Die Lawinenhundestaffel Hochland, zuständig für einen Bereich, der von Garmisch bis nach Grassau reicht, besteht aus insgesamt 17 Hundeführern mit ihren Vierbeinern. Im Bereich Rosenheim sind es vier Ehrenamtliche.

"Immer wenn es aufwärts geht, werden wir angefordert", sagt Kolb. Die Lawinenhundeführer haben die nötige Ausbildung und Ausrüstung, um sich auch in schwierigem Gelände bewegen zu können. Abseilen samt Hund gehört ebenso dazu wie das Absetzen per Hubschrauber aus der Luft.

Im Sommer ist die Hundestaffel vor allem bei Vermisstensuchen im Einsatz. In den Wintermonaten wird sie fast ausschließlich nach Lawinenabgängen alarmiert. Im letzten Winter gab es mehrere Großeinsätze, etwa an der Kampenwand und am Wildalpjoch im Wendelsteingebiet. Nach stundenlanger Suche stand in beiden Fällen fest, dass niemand verschüttet worden war - zum Glück. "Aber das kann vorher niemand wissen", sagt Kolb. Er war schon bei vielen Einsätzen mit dabei. Manchmal kamen die Helfer zu spät.
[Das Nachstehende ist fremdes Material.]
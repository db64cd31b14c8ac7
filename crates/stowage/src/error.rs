use stowage_core::ReactiveError;
use thiserror::Error;

pub type Result<T> = std::result::Result<T, StoreError>;

#[derive(Debug, Error)]
pub enum StoreError {
    #[error(transparent)]
    Reactive(#[from] ReactiveError),

    #[error("field `{key}`: {source}")]
    Field {
        key: String,
        #[source]
        source: ReactiveError,
    },

    #[error("unknown action: {name}")]
    UnknownAction { name: String },

    #[error("unknown field: {key}")]
    UnknownField { key: String },

    #[error("derived property `{key}` collides with a declared state field")]
    DerivedShadowsState { key: String },

    #[error("`{key}` is a reserved store field")]
    ReservedField { key: String },

    #[error("`{key}` holds a nested store and cannot be overwritten")]
    NestedStore { key: String },

    #[error("{message}")]
    Action { message: String },
}

impl StoreError {
    /// Ad-hoc failure raised from an action handler.
    #[must_use]
    pub fn action(message: impl Into<String>) -> Self {
        Self::Action {
            message: message.into(),
        }
    }

    #[must_use]
    pub fn unknown_field(key: impl Into<String>) -> Self {
        Self::UnknownField { key: key.into() }
    }
}
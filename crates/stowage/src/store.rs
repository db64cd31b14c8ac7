#![forbid(unsafe_code)]

//! The live store produced by [`Factory::create`](crate::Factory::create).
//!
//! A [`Store`] is a handle to one assembled node of a store tree: its
//! observable state (declared fields, nested store objects, derived fields
//! and the `$context` reference), its bound actions, its nested child stores,
//! the shared context, a lazily resolved parent pointer, and the registry of
//! teardowns collected during assembly.
//!
//! Parents own their children; children hold their parent weakly through a
//! write-once cell that the parent fills right after it is constructed.

use std::cell::OnceCell;
use std::fmt;
use std::rc::{Rc, Weak};

use indexmap::IndexMap;
use stowage_core::{Observable, Op, ReactiveError, Snapshot, SubscribeOptions, Subscription, Value};

use crate::actions::{ActionResult, Actions};
use crate::error::{Result, StoreError};
use crate::registry::UnsubscribeRegistry;

/// Field holding the shared context as an opaque reference.
pub const CONTEXT_KEY: &str = "$context";

/// Whether `key` is reserved for store bookkeeping (`$context`,
/// `$unsubscribe`, `$getParent` and any other `$`-prefixed name).
#[must_use]
pub fn is_reserved(key: &str) -> bool {
    key.starts_with('$')
}

/// Read the context stored in a store's base object.
///
/// Intended for derived functions, which only see the base object.
#[must_use]
pub fn context_of<C: 'static>(state: &Observable) -> Option<Rc<C>> {
    state.get(CONTEXT_KEY)?.as_opaque()?.downcast::<C>()
}

/// Write-once slot through which a child store reaches its parent.
pub(crate) struct ParentCell<C>(Rc<OnceCell<WeakStore<C>>>);

impl<C> Clone for ParentCell<C> {
    fn clone(&self) -> Self {
        Self(Rc::clone(&self.0))
    }
}

impl<C> ParentCell<C> {
    pub(crate) fn new() -> Self {
        Self(Rc::new(OnceCell::new()))
    }

    /// Point every child holding this cell at `parent`. Later calls are ignored.
    pub(crate) fn fill(&self, parent: &Store<C>) {
        let _ = self.0.set(parent.downgrade());
    }

    fn resolve(&self) -> Option<Store<C>> {
        self.0.get()?.upgrade()
    }
}

pub(crate) struct StoreInner<C> {
    pub(crate) state: Observable,
    pub(crate) actions: Actions<C>,
    pub(crate) children: IndexMap<String, Store<C>>,
    pub(crate) context: Rc<C>,
    pub(crate) parent: ParentCell<C>,
    pub(crate) registry: UnsubscribeRegistry,
}

/// A live store.
///
/// Cloning a `Store` creates a new handle to the **same** store.
pub struct Store<C> {
    inner: Rc<StoreInner<C>>,
}

impl<C> Clone for Store<C> {
    fn clone(&self) -> Self {
        Self {
            inner: Rc::clone(&self.inner),
        }
    }
}

/// Non-owning handle to a [`Store`].
pub struct WeakStore<C> {
    inner: Weak<StoreInner<C>>,
}

impl<C> Clone for WeakStore<C> {
    fn clone(&self) -> Self {
        Self {
            inner: Weak::clone(&self.inner),
        }
    }
}

impl<C> WeakStore<C> {
    #[must_use]
    pub fn upgrade(&self) -> Option<Store<C>> {
        self.inner.upgrade().map(|inner| Store { inner })
    }
}

impl<C> Store<C> {
    pub(crate) fn from_inner(inner: StoreInner<C>) -> Self {
        Self {
            inner: Rc::new(inner),
        }
    }

    pub(crate) fn registry(&self) -> &UnsubscribeRegistry {
        &self.inner.registry
    }

    /// Read a field: declared state, a nested store object, a derived value
    /// or `$context`.
    #[must_use]
    pub fn get(&self, key: &str) -> Option<Value> {
        self.inner.state.get(key)
    }

    /// Read a field and convert it.
    pub fn get_as<T>(&self, key: &str) -> Result<T>
    where
        T: TryFrom<Value, Error = ReactiveError>,
    {
        let value = self
            .get(key)
            .ok_or_else(|| StoreError::unknown_field(key))?;
        T::try_from(value).map_err(|source| StoreError::Field {
            key: key.to_owned(),
            source,
        })
    }

    /// Write a state field.
    ///
    /// Reserved, derived and nested-store fields cannot be written.
    pub fn set(&self, key: &str, value: impl Into<Value>) -> Result<()> {
        self.check_writable(key)?;
        self.inner
            .state
            .set(key, value)
            .map_err(|source| StoreError::Field {
                key: key.to_owned(),
                source,
            })
    }

    /// Replace a state field with a value computed from its current one.
    pub fn update(&self, key: &str, f: impl FnOnce(&Value) -> Value) -> Result<()> {
        self.check_writable(key)?;
        self.inner
            .state
            .update(key, f)
            .map_err(|source| StoreError::Field {
                key: key.to_owned(),
                source,
            })
    }

    /// Invoke an action with this store bound as its receiver.
    pub fn call(&self, name: &str, args: &[Value]) -> ActionResult {
        let handler = self
            .inner
            .actions
            .get(name)
            .cloned()
            .ok_or_else(|| StoreError::UnknownAction {
                name: name.to_owned(),
            })?;
        tracing::trace!(message = "store.action", name);
        handler(self, args)
    }

    #[must_use]
    pub fn has_action(&self, name: &str) -> bool {
        self.inner.actions.contains(name)
    }

    pub fn action_names(&self) -> impl Iterator<Item = &str> {
        self.inner.actions.names()
    }

    /// Nested store created from the nested factory declared at `key`.
    #[must_use]
    pub fn child(&self, key: &str) -> Option<Store<C>> {
        self.inner.children.get(key).cloned()
    }

    pub fn children(&self) -> impl Iterator<Item = (&str, &Store<C>)> {
        self.inner.children.iter().map(|(k, s)| (k.as_str(), s))
    }

    /// The context shared by every store in the tree.
    #[must_use]
    pub fn context(&self) -> &Rc<C> {
        &self.inner.context
    }

    /// The immediately enclosing store, or `None` for a root store.
    #[must_use]
    pub fn parent(&self) -> Option<Store<C>> {
        self.inner.parent.resolve()
    }

    /// Tear down every subscription and `on_create` cleanup registered by
    /// the factory chain. Idempotent; subscriptions attached directly with
    /// [`subscribe`](Self::subscribe) are not affected.
    pub fn unsubscribe(&self) {
        let ran = self.inner.registry.fire();
        if ran > 0 {
            tracing::debug!(message = "store.unsubscribe", teardowns = ran);
        }
    }

    /// Attach a subscription outside the factory chain. The caller owns the
    /// returned guard.
    pub fn subscribe(
        &self,
        callback: impl Fn(&[Op]) + 'static,
        options: SubscribeOptions,
    ) -> Subscription {
        self.inner.state.subscribe(callback, options)
    }

    /// Immutable deep copy of the store's fields, derived values included.
    #[must_use]
    pub fn snapshot(&self) -> Snapshot {
        self.inner.state.snapshot()
    }

    /// The underlying observable object.
    #[must_use]
    pub fn observable(&self) -> &Observable {
        &self.inner.state
    }

    #[must_use]
    pub fn ptr_eq(&self, other: &Self) -> bool {
        Rc::ptr_eq(&self.inner, &other.inner)
    }

    #[must_use]
    pub fn downgrade(&self) -> WeakStore<C> {
        WeakStore {
            inner: Rc::downgrade(&self.inner),
        }
    }

    fn check_writable(&self, key: &str) -> Result<()> {
        if is_reserved(key) {
            return Err(StoreError::ReservedField {
                key: key.to_owned(),
            });
        }
        if self.inner.children.contains_key(key) {
            return Err(StoreError::NestedStore {
                key: key.to_owned(),
            });
        }
        Ok(())
    }
}

impl<C> fmt::Debug for Store<C> {
    fn fmt(&self, f: &mut fmt::Formatter<'_>) -> fmt::Result {
        f.debug_struct("Store")
            .field("state", &self.inner.state)
            .field("actions", &self.inner.actions)
            .field(
                "children",
                &self.inner.children.keys().collect::<Vec<_>>(),
            )
            .field("has_parent", &self.parent().is_some())
            .finish()
    }
}

#[cfg(test)]
mod tests {
    use super::*;
    use crate::factory::Factory;
    use crate::state::State;

    #[test]
    fn reserved_keys() {
        assert!(is_reserved("$context"));
        assert!(is_reserved("$getParent"));
        assert!(!is_reserved("count"));
    }

    #[test]
    fn get_as_reports_missing_and_mismatched_fields() {
        let store = Factory::new(State::new().value("name", "ada"))
            .create(())
            .unwrap();
        assert!(matches!(
            store.get_as::<i64>("missing"),
            Err(StoreError::UnknownField { .. })
        ));
        assert!(matches!(
            store.get_as::<i64>("name"),
            Err(StoreError::Field { .. })
        ));
        assert_eq!(store.get_as::<String>("name").unwrap(), "ada");
    }

    #[test]
    fn action_lookup_follows_registration_order() {
        let store = Factory::<()>::new(State::new())
            .action("b", |_, _| Ok(Value::Null))
            .action("a", |_, _| Ok(Value::Null))
            .action("b", |_, _| Ok(Value::Int(2)))
            .create(())
            .unwrap();
        assert!(store.has_action("a"));
        assert!(!store.has_action("c"));
        assert_eq!(store.action_names().collect::<Vec<_>>(), vec!["b", "a"]);
        assert_eq!(store.call("b", &[]).unwrap(), Value::Int(2));
    }

    #[test]
    fn writes_to_reserved_fields_are_rejected() {
        let store = Factory::new(State::new().value("x", 0)).create(()).unwrap();
        assert!(matches!(
            store.set("$context", 1),
            Err(StoreError::ReservedField { .. })
        ));
    }

    #[test]
    fn writes_to_nested_store_fields_are_rejected() {
        let child = Factory::new(State::new().value("i", 0));
        let root = Factory::new(State::new().nested("child", child))
            .create(())
            .unwrap();
        assert!(matches!(
            root.set("child", 1),
            Err(StoreError::NestedStore { .. })
        ));
    }

    #[test]
    fn unknown_action_is_an_error() {
        let store = Factory::new(State::<()>::new()).create(()).unwrap();
        assert!(matches!(
            store.call("nope", &[]),
            Err(StoreError::UnknownAction { .. })
        ));
    }

    #[test]
    fn context_of_reads_the_context_field() {
        let store = Factory::<String>::new(State::new())
            .create(String::from("ctx"))
            .unwrap();
        let ctx = context_of::<String>(store.observable()).unwrap();
        assert!(Rc::ptr_eq(&ctx, store.context()));
        assert!(context_of::<u8>(store.observable()).is_none());
    }

    #[test]
    fn weak_handle_does_not_keep_store_alive() {
        let store = Factory::new(State::new().value("x", 0)).create(()).unwrap();
        let weak = store.downgrade();
        assert!(weak.upgrade().is_some());
        drop(store);
        assert!(weak.upgrade().is_none());
    }
}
Für die Hunde dagegen ist das Ganze nur ein Spiel. Für sie beginnt die Ausbildung im Alter von sechs Monaten. Zunächst versteckt man das Lieblingsspielzeug des Vierbeiners und belohnt ihn, wenn er es findet. Später lässt sich der Hundeführer suchen, irgendwann sind es fremde Personen. Die Verstecke werden komplizierter, die Suchfelder größer, man inszeniert Ablenkungen, mehrere Personen müssen gefunden werden. Am Ende muss der Hund drei Prüfungen ablegen, um vollständig einsatzfähig zu sein.

"Fertig ist man aber nie, denn man muss täglich mit dem Hund etwas tun", sagt Kolb. Auch deshalb, weil sich die vierbeinigen Bergwachtler jedes Jahr zwei Prüfungen stellen müssen. Doch auch die ehrenamtlichen Hundeführer absolvieren aufwändige Lehrgänge. Neben der allgemeinen Bergwachtausbildung gibt es eine eigene Ausbildung zum Lawinenhundeführer.

Im Januar geht es für die Staffel eine Woche lang auf die Aiplspitze. Theorie, Wetter- und Lawinenkunde, Hundepsychologie und praktische Übungen mit dem Hund stehen auf dem Programm. Schließlich wollen sie gut vorbereitet sein, wenn der Piepser losgeht.

Weniger werden die Einsätze wohl auch in Zukunft nicht, trotz aller Technik. Tourengehen liegt im Trend, immer mehr Freizeitsportler suchen das Erlebnis abseits der Pisten. Eine komplette Sicherheitsausrüstung, bestehend aus Sonde, Schaufel und Lawinensuchgerät, sollte immer mit dabei sein. Doch dabei haben reicht nicht: "Man muss sie auch im Stress des Ernstfalls benutzen können", so Kolb. Denn wenn jemand verschüttet wird, entscheiden Minuten über Leben und Tod: "Die Kameradenhilfe ist viel wichtiger als unsere Suchhunde."